Doesn't mean "Parks & Recreation" is destined for greatness. Depends on execution. And a lot of the humor is pretty broad. But it may get there. Steal from the best, I say.
Actor to look for while Amy Poehler is cheerfully mugging her way through her scenes is her smarter sidekick, played by Rashida Jones, the anti-Jim Carrey of comedy. Understated, subtle. Great work.
Monday, April 6, 2009
For years I've gotten more and more disenchanted with going to the movies. Pushing me away from the theater: the rudeness and piggishness of many patrons, the shrinking screens (anyone remember Cinerama? It put Imax to shame), the tickets costing the same as a recent DVD (if two people go).

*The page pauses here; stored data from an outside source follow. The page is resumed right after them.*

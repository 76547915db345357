//! Repository implementations for database operations.

pub mod event;
pub mod guest;
pub mod website;

pub use event::EventRepository;
pub use guest::GuestRepository;
pub use website::WebsiteRepository;
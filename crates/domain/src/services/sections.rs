//! Section visibility resolution for an accessible site.
//!
//! Consulted only after the access decision has granted access; these flags
//! gate sections of the page, never the page itself.

use serde::Serialize;

use crate::models::website::WebsiteConfig;

/// Resolved section visibility for the site payload.
#[derive(Debug, Clone, Copy, PartialEq, Eq, Serialize)]
#[serde(rename_all = "snake_case")]
pub struct SectionVisibility {
    pub hero: bool,
    pub countdown: bool,
    pub story: bool,
    pub gallery: bool,
    pub events: bool,
    pub rsvp: bool,
    pub chat: bool,
}

/// `true` or NULL shows the section; only an explicit `false` hides it.
fn shown(flag: Option<bool>) -> bool {
    flag.unwrap_or(true)
}

impl SectionVisibility {
    /// Resolve the toggles of a website config into plain booleans.
    ///
    /// `show_chat` has the inverted default: hidden unless explicitly true.
    pub fn resolve(config: &WebsiteConfig) -> Self {
        Self {
            hero: shown(config.show_hero),
            countdown: shown(config.show_countdown),
            story: shown(config.show_story),
            gallery: shown(config.show_gallery),
            events: shown(config.show_events),
            rsvp: shown(config.show_rsvp),
            chat: config.show_chat == Some(true),
        }
    }
}

#[cfg(test)]
mod tests {
    use super::*;
    use crate::models::website::WebsiteStatus;
    use chrono::Utc;
    use uuid::Uuid;

    fn config_with_toggles(
        gallery: Option<bool>,
        chat: Option<bool>,
    ) -> WebsiteConfig {
        WebsiteConfig {
            id: Uuid::new_v4(),
            wedding_id: Uuid::new_v4(),
            status: WebsiteStatus::Active,
            visibility: None,
            is_password_protected: false,
            password_hash: None,
            welcome_message: None,
            show_hero: None,
            show_countdown: Some(true),
            show_story: Some(false),
            show_gallery: gallery,
            show_events: None,
            show_rsvp: None,
            show_chat: chat,
            view_count: 0,
            created_at: Utc::now(),
            updated_at: Utc::now(),
        }
    }

    #[test]
    fn test_null_defaults_to_shown() {
        // Scenario F: show_gallery NULL renders the gallery
        let sections = SectionVisibility::resolve(&config_with_toggles(None, None));
        assert!(sections.gallery);
        assert!(sections.hero);
        assert!(sections.events);
        assert!(sections.rsvp);
    }

    #[test]
    fn test_explicit_false_hides() {
        let sections = SectionVisibility::resolve(&config_with_toggles(Some(false), None));
        assert!(!sections.gallery);
        // story was explicitly false in the fixture
        assert!(!sections.story);
        assert!(sections.countdown);
    }

    #[test]
    fn test_explicit_true_shows() {
        let sections = SectionVisibility::resolve(&config_with_toggles(Some(true), None));
        assert!(sections.gallery);
    }

    #[test]
    fn test_chat_default_is_inverted() {
        // Scenario F: show_chat NULL keeps the chat hidden
        assert!(!SectionVisibility::resolve(&config_with_toggles(None, None)).chat);
        assert!(!SectionVisibility::resolve(&config_with_toggles(None, Some(false))).chat);
        assert!(SectionVisibility::resolve(&config_with_toggles(None, Some(true))).chat);
    }
}
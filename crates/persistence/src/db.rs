//! Database connection pool management.

use sqlx::postgres::PgPoolOptions;
use sqlx::PgPool;
use std::time::Duration;

/// Database configuration.
#[derive(Debug, Clone)]
pub struct DatabaseConfig {
    pub url: String,
    pub max_connections: u32,
    pub min_connections: u32,
    pub connect_timeout_secs: u64,
    pub idle_timeout_secs: u64,
}

/// Creates a PostgreSQL connection pool with the given configuration.
///
/// The pool handle is cheap to clone and is passed explicitly into every
/// repository; there is no module-level client singleton.
pub async fn create_pool(config: &DatabaseConfig) -> Result<PgPool, sqlx::Error> {
    PgPoolOptions::new()
        .max_connections(config.max_connections)
        .min_connections(config.min_connections)
        .acquire_timeout(Duration::from_secs(config.connect_timeout_secs))
        .idle_timeout(Duration::from_secs(config.idle_timeout_secs))
        .connect(&config.url)
        .await
}
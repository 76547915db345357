//! Wedding event domain models.

use chrono::{DateTime, Utc};
use serde::{Deserialize, Serialize};
use uuid::Uuid;

/// A scheduled event of a wedding (ceremony, reception, brunch...).
#[derive(Debug, Clone, Serialize, Deserialize)]
#[serde(rename_all = "snake_case")]
pub struct WeddingEvent {
    pub id: Uuid,
    pub wedding_id: Uuid,
    pub name: String,
    pub starts_at: DateTime<Utc>,
    pub ends_at: Option<DateTime<Utc>>,
    pub venue_name: Option<String>,
    pub venue_address: Option<String>,
    pub dress_code: Option<String>,
    pub sort_order: i32,
}

/// Response for listing the events of a wedding.
#[derive(Debug, Clone, Serialize)]
#[serde(rename_all = "snake_case")]
pub struct ListEventsResponse {
    pub data: Vec<WeddingEvent>,
}
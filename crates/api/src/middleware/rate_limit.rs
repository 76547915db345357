//! Rate limiting middleware for password submissions.
//!
//! The password route is the one surface a visitor can brute-force, so
//! attempts are throttled per client using a sliding window algorithm.

use axum::{
    body::Body,
    extract::State,
    http::{header, Request, StatusCode},
    middleware::Next,
    response::{IntoResponse, Response},
    Json,
};
use governor::{
    clock::DefaultClock,
    state::{InMemoryState, NotKeyed},
    Quota, RateLimiter as GovRateLimiter,
};
use serde_json::json;
use std::{
    collections::HashMap,
    num::NonZeroU32,
    sync::{Arc, RwLock},
};

use crate::app::AppState;

/// Type alias for the rate limiter used per client.
type ClientRateLimiter = GovRateLimiter<NotKeyed, InMemoryState, DefaultClock>;

/// Rate limiter state shared across all requests.
/// Uses a HashMap keyed by client identifier with individual rate limiters.
pub struct RateLimiterState {
    limiters: RwLock<HashMap<String, Arc<ClientRateLimiter>>>,
    attempts_per_minute: u32,
}

impl RateLimiterState {
    /// Create a new rate limiter state with the specified limit per minute.
    pub fn new(attempts_per_minute: u32) -> Self {
        Self {
            limiters: RwLock::new(HashMap::new()),
            attempts_per_minute,
        }
    }

    /// Get or create a rate limiter for the given client.
    fn get_or_create_limiter(&self, client: &str) -> Arc<ClientRateLimiter> {
        // First try to get existing limiter with read lock
        {
            let limiters = self.limiters.read().unwrap();
            if let Some(limiter) = limiters.get(client) {
                return limiter.clone();
            }
        }

        // Create new limiter with write lock
        let mut limiters = self.limiters.write().unwrap();

        // Double-check in case another thread created it
        if let Some(limiter) = limiters.get(client) {
            return limiter.clone();
        }

        let quota = Quota::per_minute(
            NonZeroU32::new(self.attempts_per_minute).unwrap_or(NonZeroU32::new(10).unwrap()),
        );
        let limiter = Arc::new(GovRateLimiter::direct(quota));
        limiters.insert(client.to_string(), limiter.clone());
        limiter
    }

    /// Check if a request from the given client should be allowed.
    /// Returns Ok(()) if allowed, or Err with retry_after seconds if rate limited.
    pub fn check(&self, client: &str) -> Result<(), u64> {
        let limiter = self.get_or_create_limiter(client);

        match limiter.check() {
            Ok(_) => Ok(()),
            Err(not_until) => {
                let wait_time = not_until.wait_time_from(governor::clock::Clock::now(
                    &governor::clock::DefaultClock::default(),
                ));
                // Return retry after in seconds, minimum 1 second
                Err(wait_time.as_secs().max(1))
            }
        }
    }
}

impl std::fmt::Debug for RateLimiterState {
    fn fmt(&self, f: &mut std::fmt::Formatter<'_>) -> std::fmt::Result {
        f.debug_struct("RateLimiterState")
            .field("attempts_per_minute", &self.attempts_per_minute)
            .field("active_limiters", &self.limiters.read().unwrap().len())
            .finish()
    }
}

/// Identify the client for throttling purposes.
///
/// Guest routes carry no credentials, so the best available key is the
/// forwarded client address set by the reverse proxy.
fn client_key(req: &Request<Body>) -> String {
    req.headers()
        .get("x-forwarded-for")
        .and_then(|v| v.to_str().ok())
        .and_then(|v| v.split(',').next())
        .map(|s| s.trim().to_string())
        .unwrap_or_else(|| "unknown".to_string())
}

/// Middleware that throttles password submissions per client.
pub async fn password_rate_limit_middleware(
    State(state): State<AppState>,
    req: Request<Body>,
    next: Next,
) -> Response {
    if let Some(ref limiter) = state.password_limiter {
        let client = client_key(&req);
        if let Err(retry_after) = limiter.check(&client) {
            metrics::counter!("password_attempts_throttled_total").increment(1);
            return rate_limited_response(
                state.config.security.password_attempts_per_minute,
                retry_after,
            );
        }
    }

    next.run(req).await
}

/// Create a rate limited response with proper headers and body.
fn rate_limited_response(limit: u32, retry_after: u64) -> Response {
    let body = json!({
        "error": "rate_limited",
        "message": format!("Limit of {} password attempts/minute exceeded", limit),
        "retry_after": retry_after
    });

    let mut response = (StatusCode::TOO_MANY_REQUESTS, Json(body)).into_response();

    // Add Retry-After header
    response.headers_mut().insert(
        header::RETRY_AFTER,
        retry_after.to_string().parse().unwrap(),
    );

    response
}
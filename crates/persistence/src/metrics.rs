//! Database metrics collection.
//!
//! Provides functions for recording database-related metrics.

use metrics::{gauge, histogram};
use sqlx::PgPool;
use std::time::Instant;

/// Record database query duration.
///
/// Call this function after executing a query to record its duration.
pub fn record_query_duration(query_name: &str, duration_secs: f64) {
    histogram!(
        "database_query_duration_seconds",
        "query" => query_name.to_string()
    )
    .record(duration_secs);
}

/// Record database connection pool metrics.
///
/// Call this function periodically to track pool health.
pub fn record_pool_metrics(pool: &PgPool) {
    let size = pool.size() as usize;
    let idle = pool.num_idle();
    let active = size.saturating_sub(idle);

    gauge!("database_connections_active").set(active as f64);
    gauge!("database_connections_idle").set(idle as f64);
    gauge!("database_connections_total").set(size as f64);
}

/// A helper to time database operations and record metrics.
///
/// Usage:
/// ```ignore
/// let timer = QueryTimer::new("find_website_by_slug");
/// let result = sqlx::query_as::<_, WebsiteWithWeddingEntity>(...).fetch_optional(&pool).await;
/// timer.record();
/// result
/// ```
pub struct QueryTimer {
    query_name: String,
    start: Instant,
}

impl QueryTimer {
    /// Create a new timer for the given query name.
    pub fn new(query_name: impl Into<String>) -> Self {
        Self {
            query_name: query_name.into(),
            start: Instant::now(),
        }
    }

    /// Record the elapsed duration to metrics.
    pub fn record(self) {
        let duration = self.start.elapsed().as_secs_f64();
        record_query_duration(&self.query_name, duration);
    }
}

#[cfg(test)]
mod tests {
    use super::*;

    #[test]
    fn test_query_timer_creation() {
        let timer = QueryTimer::new("test_query");
        assert_eq!(timer.query_name, "test_query");
    }

    #[test]
    fn test_query_timer_with_string() {
        let name = String::from("test_query");
        let timer = QueryTimer::new(name);
        assert_eq!(timer.query_name, "test_query");
    }
}
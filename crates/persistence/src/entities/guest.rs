//! Guest entity (database row mapping).

use chrono::{DateTime, Utc};
use domain::models::Guest;
use sqlx::FromRow;
use uuid::Uuid;

/// Database row mapping for the guests table.
#[derive(Debug, Clone, FromRow)]
pub struct GuestEntity {
    pub id: Uuid,
    pub wedding_id: Uuid,
    pub full_name: String,
    pub email: Option<String>,
    pub attending: Option<bool>,
    pub dietary_restrictions: Option<String>,
    pub plus_one_allowed: bool,
    pub plus_one_name: Option<String>,
    pub responded_at: Option<DateTime<Utc>>,
    pub created_at: DateTime<Utc>,
    pub updated_at: DateTime<Utc>,
}

impl From<GuestEntity> for Guest {
    fn from(entity: GuestEntity) -> Self {
        Self {
            id: entity.id,
            wedding_id: entity.wedding_id,
            full_name: entity.full_name,
            email: entity.email,
            attending: entity.attending,
            dietary_restrictions: entity.dietary_restrictions,
            plus_one_allowed: entity.plus_one_allowed,
            plus_one_name: entity.plus_one_name,
            responded_at: entity.responded_at,
            created_at: entity.created_at,
            updated_at: entity.updated_at,
        }
    }
}
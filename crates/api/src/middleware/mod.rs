//! HTTP middleware components.

pub mod logging;
pub mod metrics;
pub mod rate_limit;
pub mod security_headers;
pub mod trace_id;

#[allow(unused_imports)] // Re-exports for downstream use
pub use metrics::{init_metrics, metrics_handler, metrics_middleware};
#[allow(unused_imports)] // Re-exports for downstream use
pub use rate_limit::{password_rate_limit_middleware, RateLimiterState};
#[allow(unused_imports)] // Re-exports for downstream use
pub use security_headers::security_headers_middleware;
#[allow(unused_imports)] // Re-exports for downstream use
pub use trace_id::{trace_id, RequestId, REQUEST_ID_HEADER};
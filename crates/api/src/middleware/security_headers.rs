//! Security headers middleware.
//!
//! Adds security-related HTTP headers to all responses.

use axum::{
    body::Body,
    http::{header, HeaderValue, Request},
    middleware::Next,
    response::Response,
};

/// Middleware that adds security headers to all responses.
///
/// Headers added:
/// - `X-Content-Type-Options: nosniff` - Prevents MIME type sniffing
/// - `X-Frame-Options: DENY` - Prevents clickjacking by disallowing framing
/// - `X-XSS-Protection: 1; mode=block` - Enables XSS filtering in older browsers
/// - `Strict-Transport-Security` - Enforces HTTPS (if enabled via env var)
///
/// Note: Strict-Transport-Security is only added when the `WS__SECURITY__HSTS_ENABLED`
/// environment variable is set to "true", as it should only be enabled in production
/// with proper HTTPS termination.
pub async fn security_headers_middleware(req: Request<Body>, next: Next) -> Response {
    let mut response = next.run(req).await;
    let headers = response.headers_mut();

    // Prevent MIME type sniffing
    headers.insert(
        header::HeaderName::from_static("x-content-type-options"),
        HeaderValue::from_static("nosniff"),
    );

    // Prevent clickjacking - deny all framing
    headers.insert(
        header::HeaderName::from_static("x-frame-options"),
        HeaderValue::from_static("DENY"),
    );

    // Enable XSS filter in legacy browsers
    headers.insert(
        header::HeaderName::from_static("x-xss-protection"),
        HeaderValue::from_static("1; mode=block"),
    );

    // Add HSTS header if enabled (for production HTTPS)
    // This should only be enabled when TLS is properly configured at the load balancer
    if std::env::var("WS__SECURITY__HSTS_ENABLED")
        .map(|v| v.to_lowercase() == "true")
        .unwrap_or(false)
    {
        headers.insert(
            header::STRICT_TRANSPORT_SECURITY,
            HeaderValue::from_static("max-age=31536000; includeSubDomains"),
        );
    }

    response
}

/// Security header names as constants for testing and documentation.
#[allow(dead_code)] // Available for use in integration tests
pub mod headers {
    /// X-Content-Type-Options header name.
    pub const X_CONTENT_TYPE_OPTIONS: &str = "x-content-type-options";
    /// X-Frame-Options header name.
    pub const X_FRAME_OPTIONS: &str = "x-frame-options";
    /// X-XSS-Protection header name.
    pub const X_XSS_PROTECTION: &str = "x-xss-protection";
}

#[cfg(test)]
mod tests {
    use super::*;

    #[test]
    fn test_header_constants() {
        assert_eq!(headers::X_CONTENT_TYPE_OPTIONS, "x-content-type-options");
        assert_eq!(headers::X_FRAME_OPTIONS, "x-frame-options");
        assert_eq!(headers::X_XSS_PROTECTION, "x-xss-protection");
    }

    #[test]
    fn test_security_header_values_are_valid() {
        // Verify that the static header values can be parsed
        assert!(HeaderValue::from_static("nosniff").to_str().is_ok());
        assert!(HeaderValue::from_static("DENY").to_str().is_ok());
        assert!(HeaderValue::from_static("1; mode=block").to_str().is_ok());
        assert!(
            HeaderValue::from_static("max-age=31536000; includeSubDomains")
                .to_str()
                .is_ok()
        );
    }

    #[test]
    fn test_hsts_env_parsing_logic() {
        for (input, expected) in [
            ("true", true),
            ("TRUE", true),
            ("false", false),
            ("0", false),
            ("1", false),
            ("", false),
        ] {
            let result = input.to_lowercase() == "true";
            assert_eq!(result, expected, "Input '{}' should be {}", input, expected);
        }
    }
}
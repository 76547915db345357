//! Database entity definitions.
//!
//! Entities are direct mappings to database rows.

pub mod event;
pub mod guest;
pub mod website;

pub use event::WeddingEventEntity;
pub use guest::GuestEntity;
pub use website::{WebsiteStatusDb, WebsiteWithWeddingEntity};
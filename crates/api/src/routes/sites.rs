//! Wedding site routes: site fetch and password verification.
//!
//! Every guest-facing route funnels through [`SiteData::decide`], the one
//! access decision shared by the whole service. Handlers stay thin: fetch,
//! decide, render the outcome.

use axum::{
    extract::{Path, Query, State},
    http::HeaderMap,
    Json,
};
use domain::models::guest::{Guest, RsvpState};
use domain::models::website::{PasswordSubmission, Wedding, WebsiteConfig, WeddingSummary};
use domain::services::access::{decide, AccessContext, AccessDecision, ReasonCode};
use domain::services::SectionVisibility;
use persistence::repositories::{GuestRepository, WebsiteRepository};
use serde::{Deserialize, Serialize};
use shared::password::verify_site_password;
use shared::validation::validate_slug;
use tracing::{info, warn};
use uuid::Uuid;
use validator::Validate;

use crate::app::AppState;
use crate::error::ApiError;
use crate::middleware::metrics::{record_password_attempt, record_site_view};

/// Header a frontend may use to re-supply the site password on gated
/// sub-resources (events, RSVP, chat); the verified state is never stored
/// server-side.
pub const SITE_PASSWORD_HEADER: &str = "x-site-password";

/// Query parameters for guest-facing site routes.
#[derive(Debug, Deserialize)]
pub struct SiteQuery {
    /// Guest id carried in the personalized invitation link.
    pub guest: Option<Uuid>,
}

/// Response for the site fetch and password routes.
#[derive(Debug, Serialize)]
#[serde(rename_all = "snake_case")]
pub struct SiteResponse {
    pub access: AccessDecision,
    /// Present only when access was granted.
    #[serde(skip_serializing_if = "Option::is_none")]
    pub website: Option<SitePayload>,
}

/// The renderable site content.
#[derive(Debug, Serialize)]
#[serde(rename_all = "snake_case")]
pub struct SitePayload {
    pub wedding: WeddingSummary,
    pub welcome_message: Option<String>,
    pub sections: SectionVisibility,
    /// RSVP state of the valid guest that opened the site, if any.
    #[serde(skip_serializing_if = "Option::is_none")]
    pub rsvp: Option<RsvpState>,
}

/// Response for the password verification route.
#[derive(Debug, Serialize)]
#[serde(rename_all = "snake_case")]
pub struct PasswordVerifyResponse {
    pub verified: bool,
    #[serde(flatten)]
    pub site: SiteResponse,
}

/// Everything a route needs to evaluate and render access for one request.
pub(crate) struct SiteData {
    pub config: WebsiteConfig,
    pub wedding: Wedding,
    pub guest: Option<Guest>,
    guest_id_provided: bool,
}

impl SiteData {
    /// Run the access decision for this request.
    pub fn decide(&self, password_verified: bool) -> AccessDecision {
        let ctx = AccessContext {
            status: self.config.status,
            visibility: self.config.visibility.clone(),
            is_password_protected: self.config.is_password_protected,
            wedding_is_active: self.wedding.is_active,
            guest_id_provided: self.guest_id_provided,
            guest_valid: self.guest.is_some(),
            password_verified,
        };
        decide(&ctx)
    }

    /// Check a submitted password against the stored hash.
    ///
    /// A gated site with no hash on record can never verify.
    pub fn verify_password(&self, submitted: &str) -> Result<bool, ApiError> {
        match self.config.password_hash.as_deref() {
            Some(hash) => verify_site_password(submitted, hash)
                .map_err(|e| ApiError::Internal(format!("Password verification failed: {}", e))),
            None => Ok(false),
        }
    }
}

/// Fetch the website config, wedding and (optionally) guest for a slug.
///
/// Returns 404 when the slug matches no wedding; access outcomes are never
/// errors and are decided afterwards by [`SiteData::decide`].
pub(crate) async fn load_site(
    state: &AppState,
    slug: &str,
    guest_id: Option<Uuid>,
) -> Result<SiteData, ApiError> {
    validate_slug(slug).map_err(|e| {
        ApiError::Validation(e.message.map(|m| m.to_string()).unwrap_or_default())
    })?;

    let website_repo = WebsiteRepository::new(state.pool.clone());
    let entity = website_repo
        .find_by_slug(slug)
        .await?
        .ok_or_else(|| ApiError::NotFound("Wedding website not found".to_string()))?;
    let (config, wedding) = entity.into_domain();

    let guest = match guest_id {
        Some(id) => {
            let guest_repo = GuestRepository::new(state.pool.clone());
            guest_repo
                .find_by_id_and_wedding(id, wedding.id)
                .await?
                .map(Guest::from)
        }
        None => None,
    };

    Ok(SiteData {
        config,
        wedding,
        guest,
        guest_id_provided: guest_id.is_some(),
    })
}

/// Evaluate access for a gated sub-resource, honoring the password header.
///
/// Returns the granted decision, or `Forbidden` carrying the denial message.
pub(crate) async fn authorize(
    state: &AppState,
    slug: &str,
    guest_id: Option<Uuid>,
    headers: &HeaderMap,
) -> Result<(SiteData, AccessDecision), ApiError> {
    let site = load_site(state, slug, guest_id).await?;
    let mut decision = site.decide(false);

    if decision.reason == ReasonCode::PasswordRequired {
        if let Some(password) = headers
            .get(SITE_PASSWORD_HEADER)
            .and_then(|v| v.to_str().ok())
        {
            if site.verify_password(password)? {
                decision = site.decide(true);
            }
        }
    }

    if !decision.has_access {
        return Err(ApiError::Forbidden(decision.message));
    }

    Ok((site, decision))
}

/// Render the response for a decided request.
fn site_response(site: &SiteData, decision: AccessDecision) -> SiteResponse {
    if !decision.has_access {
        return SiteResponse {
            access: decision,
            website: None,
        };
    }

    SiteResponse {
        access: decision,
        website: Some(SitePayload {
            wedding: WeddingSummary::from(&site.wedding),
            welcome_message: site.config.welcome_message.clone(),
            sections: SectionVisibility::resolve(&site.config),
            rsvp: site.guest.as_ref().map(RsvpState::from),
        }),
    }
}

/// Fetch a wedding site by slug.
///
/// GET /api/v1/sites/:slug?guest=<uuid>
///
/// Always 200 for a known slug: the access decision is the response, and
/// the frontend renders exactly one branch from `access.reason`.
pub async fn get_site(
    State(state): State<AppState>,
    Path(slug): Path<String>,
    Query(query): Query<SiteQuery>,
) -> Result<Json<SiteResponse>, ApiError> {
    let site = load_site(&state, &slug, query.guest).await?;
    let decision = site.decide(false);

    record_site_view(&decision.reason.to_string());

    // View counting is best-effort; a failed bump never blocks the page
    let website_repo = WebsiteRepository::new(state.pool.clone());
    if let Err(err) = website_repo.increment_view_count(site.config.id).await {
        warn!(slug = %slug, error = %err, "Failed to increment view count");
    }

    info!(
        slug = %slug,
        reason = %decision.reason,
        has_access = decision.has_access,
        "Site access evaluated"
    );

    Ok(Json(site_response(&site, decision)))
}

/// Verify the password of a protected site.
///
/// POST /api/v1/sites/:slug/password
///
/// On a match the decision is re-run with `password_verified = true` and the
/// full payload is returned. A mismatch is a routine outcome (200 with
/// `verified: false`), not an error; attempts are throttled per client by
/// middleware.
pub async fn verify_password(
    State(state): State<AppState>,
    Path(slug): Path<String>,
    Json(request): Json<PasswordSubmission>,
) -> Result<Json<PasswordVerifyResponse>, ApiError> {
    request.validate()?;

    let site = load_site(&state, &slug, request.guest).await?;
    let decision = site.decide(false);

    // Redirect/inactive/invalid-guest outcomes outrank the password gate, and
    // an ungated site has nothing to verify against
    if decision.reason != ReasonCode::PasswordRequired {
        return Ok(Json(PasswordVerifyResponse {
            verified: false,
            site: site_response(&site, decision),
        }));
    }

    let verified = site.verify_password(&request.password)?;
    record_password_attempt(verified);

    if !verified {
        info!(slug = %slug, "Password attempt rejected");
        return Ok(Json(PasswordVerifyResponse {
            verified: false,
            site: site_response(&site, decision),
        }));
    }

    let decision = site.decide(true);
    info!(slug = %slug, "Password verified");

    Ok(Json(PasswordVerifyResponse {
        verified: true,
        site: site_response(&site, decision),
    }))
}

Pulling me toward home: our 46" Samsung 120Hz HD TV, plugged it into our home theater, with an upscaling DVD player (still waiting for Blu-Ray prices to come down).
Plus the fact that the best TV shows have something no movie, no matter how sublime, can match: as many as 200 hours or so to tell your story in. Comparing that to a movie is like comparing a haiku to Tolstoy.
Back in the 50's, movie theaters lured people from their new TVs with big screen extravaganzas, and that still can work, but many movies are made for TV viewing--just look at how much of the movie is done in medium and close-up shots. I see no reason to slog to a theater for that.
Enter 3D. We saw "Bolt," which I thought would be just OK. It was actually quite good--and the 3D was superb. Rich and deep. And our TV apparently can't support any of the home 3D technology in the works. Nor, probably, will most TV sets.
So it's back to the theater--for the best 3D movies at least.